[Items listed in a dataset]
-*-

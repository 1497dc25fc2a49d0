//! Tile source URLs and the tile layer handle each controller owns.

use crate::selection::{InterpolationOptions, LayerSelection, MapView};
use nav_core::endpoints::API_PREFIX;
use serde::{Deserialize, Serialize};
use std::sync::atomic::{AtomicU64, Ordering};

static NEXT_LAYER_ID: AtomicU64 = AtomicU64::new(1);

#[derive(Debug, Copy, Clone, PartialEq, Eq, Hash, PartialOrd, Ord, Serialize, Deserialize)]
pub struct LayerId(pub u64);

impl LayerId {
    pub fn next() -> Self {
        LayerId(NEXT_LAYER_ID.fetch_add(1, Ordering::Relaxed))
    }
}

/// An XYZ tile source: a URL template plus what the map needs to draw it.
#[derive(Debug, PartialEq, Clone, Serialize, Deserialize)]
pub struct TileSource {
    pub url: String,
    pub projection: String,
    pub attributions: Vec<String>,
}

/// The renderable layer a controller creates once and then re-points.
#[derive(Debug, PartialEq, Clone, Serialize, Deserialize)]
pub struct TileLayer {
    pub id: LayerId,
    /// Layer type name, used by the map to find the layer
    pub name: String,
    /// 0.0-1.0
    pub opacity: f64,
    pub source: Option<TileSource>,
}

impl TileLayer {
    pub fn new(name: impl Into<String>, opacity_percent: u8) -> Self {
        Self {
            id: LayerId::next(),
            name: name.into(),
            opacity: f64::from(opacity_percent.min(100)) / 100.0,
            source: None,
        }
    }

    /// Swap in a new source, returning the one it replaces.
    pub fn set_source(&mut self, source: TileSource) -> Option<TileSource> {
        self.source.replace(source)
    }

    pub fn set_opacity(&mut self, opacity_percent: u8) {
        self.opacity = f64::from(opacity_percent.min(100)) / 100.0;
    }

    pub fn url(&self) -> Option<&str> {
        self.source.as_ref().map(|s| s.url.as_str())
    }
}

/// Build the tile URL template for a layer.
///
/// Path order: interpolation type, radius, neighbours, projection, dataset,
/// variable, time, depth, scale, land mask flag, "display,colourmap", then
/// `{z}/{x}/{y}.png`. Returns `None` until a dataset and variable are chosen.
pub fn build_tile_url(
    selection: &LayerSelection,
    iso_time: &str,
    projection: &str,
    options: &InterpolationOptions,
) -> Option<String> {
    let (dataset, variable) = selection.pair()?;
    let masked = if selection.layer_type.is_meteorological() { 1 } else { 0 };
    Some(format!(
        "{}/tiles/{}/{}/{}/{}/{}/{}/{}/{}/{}/{}/{},{}/{{z}}/{{x}}/{{y}}.png",
        API_PREFIX,
        options.interp_type,
        options.interp_radius,
        options.interp_neighbours,
        projection,
        dataset,
        variable,
        iso_time,
        selection.depth,
        selection.scale,
        masked,
        selection.display,
        selection.colourmap,
    ))
}

/// URL the scale control queries to compute an automatic colour range.
pub fn range_url(
    selection: &LayerSelection,
    iso_time: &str,
    view: &MapView,
    options: &InterpolationOptions,
) -> Option<String> {
    let (dataset, variable) = selection.pair()?;
    let extent = view
        .extent
        .iter()
        .map(|v| v.to_string())
        .collect::<Vec<_>>()
        .join(",");
    Some(format!(
        "{}/range/{}/{}/{}/{}/{}/{}/{}/{}/{}.json",
        API_PREFIX,
        dataset,
        variable,
        options.interp_type,
        options.interp_radius,
        options.interp_neighbours,
        view.projection,
        extent,
        selection.depth,
        iso_time,
    ))
}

-*-

**Exercise aim:**
The answer must be an exact transcription of every record above.

**Answer area:**
repository 1497dc25fc2a49d0
//! Tile source URLs and the tile layer handle each controller owns.

use crate::selection::{InterpolationOptions, LayerSelection, MapView};
use nav_core::endpoints::API_PREFIX;
use serde::{Deserialize, Serialize};
use std::sync::atomic::{AtomicU64, Ordering};

static NEXT_LAYER_ID: AtomicU64 = AtomicU64::new(1);

#[derive(Debug, Copy, Clone, PartialEq, Eq, Hash, PartialOrd, Ord, Serialize, Deserialize)]
pub struct LayerId(pub u64);

impl LayerId {
    pub fn next() -> Self {
        LayerId(NEXT_LAYER_ID.fetch_add(1, Ordering::Relaxed))
    }
}

/// An XYZ tile source: a URL template plus what the map needs to draw it.
#[derive(Debug, PartialEq, Clone, Serialize, Deserialize)]
pub struct TileSource {
    pub url: String,
    pub projection: String,
    pub attributions: Vec<String>,
}

/// The renderable layer a controller creates once and then re-points.
#[derive(Debug, PartialEq, Clone, Serialize, Deserialize)]
pub struct TileLayer {
    pub id: LayerId,
    /// Layer type name, used by the map to find the layer
    pub name: String,
    /// 0.0-1.0
    pub opacity: f64,
    pub source: Option<TileSource>,
}

impl TileLayer {
    pub fn new(name: impl Into<String>, opacity_percent: u8) -> Self {
        Self {
            id: LayerId::next(),
            name: name.into(),
            opacity: f64::from(opacity_percent.min(100)) / 100.0,
            source: None,
        }
    }

    /// Swap in a new source, returning the one it replaces.
    pub fn set_source(&mut self, source: TileSource) -> Option<TileSource> {
        self.source.replace(source)
    }

    pub fn set_opacity(&mut self, opacity_percent: u8) {
        self.opacity = f64::from(opacity_percent.min(100)) / 100.0;
    }

    pub fn url(&self) -> Option<&str> {
        self.source.as_ref().map(|s| s.url.as_str())
    }
}

/// Build the tile URL template for a layer.
///
/// Path order: interpolation type, radius, neighbours, projection, dataset,
/// variable, time, depth, scale, land mask flag, "display,colourmap", then
/// `{z}/{x}/{y}.png`. Returns `None` until a dataset and variable are chosen.
pub fn build_tile_url(
    selection: &LayerSelection,
    iso_time: &str,
    projection: &str,
    options: &InterpolationOptions,
) -> Option<String> {
    let (dataset, variable) = selection.pair()?;
    let masked = if selection.layer_type.is_meteorological() { 1 } else { 0 };
    Some(format!(
        "{}/tiles/{}/{}/{}/{}/{}/{}/{}/{}/{}/{}/{},{}/{{z}}/{{x}}/{{y}}.png",
        API_PREFIX,
        options.interp_type,
        options.interp_radius,
        options.interp_neighbours,
        projection,
        dataset,
        variable,
        iso_time,
        selection.depth,
        selection.scale,
        masked,
        selection.display,
        selection.colourmap,
    ))
}

/// URL the scale control queries to compute an automatic colour range.
pub fn range_url(
    selection: &LayerSelection,
    iso_time: &str,
    view: &MapView,
    options: &InterpolationOptions,
) -> Option<String> {
    let (dataset, variable) = selection.pair()?;
    let extent = view
        .extent
        .iter()
        .map(|v| v.to_string())
        .collect::<Vec<_>>()
        .join(",");
    Some(format!(
        "{}/range/{}/{}/{}/{}/{}/{}/{}/{}/{}.json",
        API_PREFIX,
        dataset,
        variable,
        options.interp_type,
        options.interp_radius,
        options.interp_neighbours,
        view.projection,
        extent,
        selection.depth,
        iso_time,
    ))
}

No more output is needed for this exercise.